[Dataset entries]
━━━━━━━━━━

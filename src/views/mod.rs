//! # View Models
//!
//! Pure functions from slice state to what a page shows. Nothing here dispatches or
//! talks to the remote store; pages call these on every published state.
//!
//! - [`dashboard`] - the owner's dashboard
//! - [`admin_overview`] - totals and recent lists for admins
//! - [`filters`] - search and select filters of the moderation pages
//! - [`notices`] - transient success/error notifications
//! - [`forms`] - client-side validation of every form

pub mod admin_overview;
pub mod dashboard;
pub mod filters;
pub mod forms;
pub mod notices;

use crate::model::{Pet, User};
use chrono::{DateTime, Utc};

pub const UNKNOWN_PET: &str = "Unknown Pet";
pub const UNKNOWN_VET: &str = "Unknown Vet";
pub const UNKNOWN_USER: &str = "Unknown User";
pub const UNKNOWN_DATE: &str = "Unknown Date";

/// How many entries the recent lists show.
pub const RECENT_LIMIT: usize = 5;

/// Name of the pet with `id`, or [`UNKNOWN_PET`].
pub fn pet_name<'a>(pets: &'a [Pet], id: &str) -> &'a str {
    pets.iter()
        .find(|pet| pet.id == id)
        .map_or(UNKNOWN_PET, |pet| pet.name.as_str())
}

/// Name of the account with `id`, or `fallback`.
pub fn user_name<'a>(users: &'a [User], id: &str, fallback: &'a str) -> &'a str {
    users
        .iter()
        .find(|user| user.id == id && !user.name.is_empty())
        .map_or(fallback, |user| user.name.as_str())
}

pub fn format_date(date: Option<DateTime<Utc>>) -> String {
    date.map_or_else(|| UNKNOWN_DATE.to_string(), |at| at.format("%Y-%m-%d").to_string())
}

/// Keeps the first `limit` space-separated words, marking the cut with `...`.
pub fn truncate_words(text: &str, limit: usize) -> String {
    let words: Vec<&str> = text.split(' ').collect();
    if words.len() > limit {
        format!("{}...", words[..limit].join(" "))
    } else {
        text.to_string()
    }
}

#[cfg(test)]
mod tests {
    use super::*;
    use chrono::TimeZone;

    #[test]
    fn test_truncate_words() {
        assert_eq!(truncate_words("a b c", 3), "a b c");
        assert_eq!(truncate_words("a b c d", 3), "a b c...");
        assert_eq!(truncate_words("", 3), "");
    }

    #[test]
    fn test_format_date() {
        assert_eq!(format_date(None), UNKNOWN_DATE);
        let at = Utc.with_ymd_and_hms(2024, 3, 9, 15, 0, 0).unwrap();
        assert_eq!(format_date(Some(at)), "2024-03-09");
    }

    #[test]
    fn test_dangling_references_fall_back() {
        assert_eq!(pet_name(&[], "p404"), UNKNOWN_PET);
        assert_eq!(user_name(&[], "u404", UNKNOWN_VET), UNKNOWN_VET);
    }
}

━━━━━━━━━━

Copy down the entries exactly, leaving out no line.

filename src/views/mod.rs
//! # View Models
//!
//! Pure functions from slice state to what a page shows. Nothing here dispatches or
//! talks to the remote store; pages call these on every published state.
//!
//! - [`dashboard`] - the owner's dashboard
//! - [`admin_overview`] - totals and recent lists for admins
//! - [`filters`] - search and select filters of the moderation pages
//! - [`notices`] - transient success/error notifications
//! - [`forms`] - client-side validation of every form

pub mod admin_overview;
pub mod dashboard;
pub mod filters;
pub mod forms;
pub mod notices;

use crate::model::{Pet, User};
use chrono::{DateTime, Utc};

pub const UNKNOWN_PET: &str = "Unknown Pet";
pub const UNKNOWN_VET: &str = "Unknown Vet";
pub const UNKNOWN_USER: &str = "Unknown User";
pub const UNKNOWN_DATE: &str = "Unknown Date";

/// How many entries the recent lists show.
pub const RECENT_LIMIT: usize = 5;

/// Name of the pet with `id`, or [`UNKNOWN_PET`].
pub fn pet_name<'a>(pets: &'a [Pet], id: &str) -> &'a str {
    pets.iter()
        .find(|pet| pet.id == id)
        .map_or(UNKNOWN_PET, |pet| pet.name.as_str())
}

/// Name of the account with `id`, or `fallback`.
pub fn user_name<'a>(users: &'a [User], id: &str, fallback: &'a str) -> &'a str {
    users
        .iter()
        .find(|user| user.id == id && !user.name.is_empty())
        .map_or(fallback, |user| user.name.as_str())
}

pub fn format_date(date: Option<DateTime<Utc>>) -> String {
    date.map_or_else(|| UNKNOWN_DATE.to_string(), |at| at.format("%Y-%m-%d").to_string())
}

/// Keeps the first `limit` space-separated words, marking the cut with `...`.
pub fn truncate_words(text: &str, limit: usize) -> String {
    let words: Vec<&str> = text.split(' ').collect();
    if words.len() > limit {
        format!("{}...", words[..limit].join(" "))
    } else {
        text.to_string()
    }
}

#[cfg(test)]
mod tests {
    use super::*;
    use chrono::TimeZone;

    #[test]
    fn test_truncate_words() {
        assert_eq!(truncate_words("a b c", 3), "a b c");
        assert_eq!(truncate_words("a b c d", 3), "a b c...");
        assert_eq!(truncate_words("", 3), "");
    }

    #[test]
    fn test_format_date() {
        assert_eq!(format_date(None), UNKNOWN_DATE);
        let at = Utc.with_ymd_and_hms(2024, 3, 9, 15, 0, 0).unwrap();
        assert_eq!(format_date(Some(at)), "2024-03-09");
    }

    #[test]
    fn test_dangling_references_fall_back() {
        assert_eq!(pet_name(&[], "p404"), UNKNOWN_PET);
        assert_eq!(user_name(&[], "u404", UNKNOWN_VET), UNKNOWN_VET);
    }
}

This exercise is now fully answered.